Unitarity in axion coupling to photons I have been investigating about axion coupling to EM field, and I have found that it is usually described through the interaction Lagrangian:
$$ \mathcal{L} = \frac{1}{4 M } a \tilde{F}_{\mu \nu} F^{\mu \nu}.$$
What confuses me is the fact that the dimensionality of the product of the fields is [E$^5$]. I have learnt that having a dimensionality greater than [E$^{4}$] causes unitarity issues (although I might be biased by what I learnt from Fermi theory). Is this not the case for axion-photon interaction?

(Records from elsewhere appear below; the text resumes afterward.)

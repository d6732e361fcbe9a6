//! Dated closing prices.

use serde::{Deserialize, Serialize};

use super::Date;
use crate::error::{CoreError, CoreResult};

/// A single closing price observation.
#[derive(Debug, Clone, Copy, PartialEq, Serialize, Deserialize)]
pub struct PricePoint {
    /// Observation date.
    pub date: Date,
    /// Closing price in the instrument's native currency.
    pub close: f64,
}

impl PricePoint {
    /// Creates a new price point.
    #[must_use]
    pub fn new(date: Date, close: f64) -> Self {
        Self { date, close }
    }
}

/// Sorts a series ascending by date, keeping the last observation for a
/// repeated date.
pub fn sort_series(series: &mut Vec<PricePoint>) {
    series.sort_by_key(|p| p.date);
    // dedup_by keeps the first of a run; reverse so the later entry survives
    series.reverse();
    series.dedup_by_key(|p| p.date);
    series.reverse();
}

/// Parses a `YYYY-MM-DD` date.
pub fn parse_date(s: &str) -> CoreResult<Date> {
    Date::parse_from_str(s.trim(), "%Y-%m-%d").map_err(|_| CoreError::invalid_date(s))
}

#[cfg(test)]
mod tests {
    use super::*;

    fn d(day: u32) -> Date {
        Date::from_ymd_opt(2024, 3, day).unwrap()
    }

    #[test]
    fn test_sort_series() {
        let mut series = vec![
            PricePoint::new(d(3), 12.0),
            PricePoint::new(d(1), 10.0),
            PricePoint::new(d(2), 11.0),
        ];
        sort_series(&mut series);
        let dates: Vec<_> = series.iter().map(|p| p.date).collect();
        assert_eq!(dates, vec![d(1), d(2), d(3)]);
    }

    #[test]
    fn test_sort_series_duplicate_date_keeps_last() {
        let mut series = vec![
            PricePoint::new(d(1), 10.0),
            PricePoint::new(d(1), 10.5),
            PricePoint::new(d(2), 11.0),
        ];
        sort_series(&mut series);
        assert_eq!(series.len(), 2);
        assert_eq!(series[0].close, 10.5);
    }

    #[test]
    fn test_parse_date() {
        assert_eq!(parse_date("2024-03-01").unwrap(), d(1));
        assert!(parse_date("01/03/2024").is_err());
    }

    #[test]
    fn test_serde() {
        let json = r#"{"date":"2024-03-02","close":101.5}"#;
        let p: PricePoint = serde_json::from_str(json).unwrap();
        assert_eq!(p, PricePoint::new(d(2), 101.5));
    }
}
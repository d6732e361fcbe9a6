//! Allocation of holdings by classification.

use super::Distribution;
use crate::types::{AnalyticsConfig, FxRates, Holding};
use rust_decimal::prelude::ToPrimitive;

fn value_in_base(holding: &Holding, fx: &FxRates) -> f64 {
    holding.market_value(fx).to_f64().unwrap_or(0.0)
}

/// Groups holdings by an arbitrary classifier.
///
/// Values are market values converted into the reporting currency. Holdings
/// for which the classifier returns `None` fall into the configured default
/// label.
#[must_use]
pub fn bucket_by_classifier<F>(
    holdings: &[Holding],
    fx: &FxRates,
    config: &AnalyticsConfig,
    classifier: F,
) -> Distribution
where
    F: Fn(&Holding) -> Option<&str>,
{
    Distribution::from_records(
        holdings,
        classifier,
        |h| value_in_base(h, fx),
        &config.default_label,
    )
}

/// Groups holdings by sector.
#[must_use]
pub fn bucket_by_sector(
    holdings: &[Holding],
    fx: &FxRates,
    config: &AnalyticsConfig,
) -> Distribution {
    bucket_by_classifier(holdings, fx, config, |h| h.classification.sector.as_deref())
}

/// Groups holdings by country of risk.
#[must_use]
pub fn bucket_by_country(
    holdings: &[Holding],
    fx: &FxRates,
    config: &AnalyticsConfig,
) -> Distribution {
    bucket_by_classifier(holdings, fx, config, |h| h.classification.country.as_deref())
}

/// Groups holdings by credit rating.
#[must_use]
pub fn bucket_by_rating(
    holdings: &[Holding],
    fx: &FxRates,
    config: &AnalyticsConfig,
) -> Distribution {
    bucket_by_classifier(holdings, fx, config, |h| h.classification.rating.as_deref())
}

/// Groups holdings by trading currency.
#[must_use]
pub fn bucket_by_currency(
    holdings: &[Holding],
    fx: &FxRates,
    config: &AnalyticsConfig,
) -> Distribution {
    bucket_by_classifier(holdings, fx, config, |h| Some(h.currency.code()))
}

 A: What having operators with mass dimension greater than four causes is renormalizability problems.  A theory with something like the axion-photon coupling in the question is not renormalizable, but it can be interpreted as an effective quantum field theory—which means that we impose a cutoff for loop corrections.  In a theory without gauge symmetry, this would mean cutting off all loop integrals at some momentum $\Lambda\sim M$, while in a gauge theory like axion QED, the cutoff has to be implemented in a gauge-invariant way, which is a little more subtle but still doable.  All quantum corrections are then calculated using finite loop integrals, and so long as all physical momenta are small compared with $M$, the theory gives orderly predictions.
This has become the standard approach in quantum theory in the past few decades, and it has applications everywhere, including in the standard model itself.  The Majorana mass for light neutrinos that is kept small via the seesaw mechanism appears as a dimension-five operator, suppressed by a large $M$.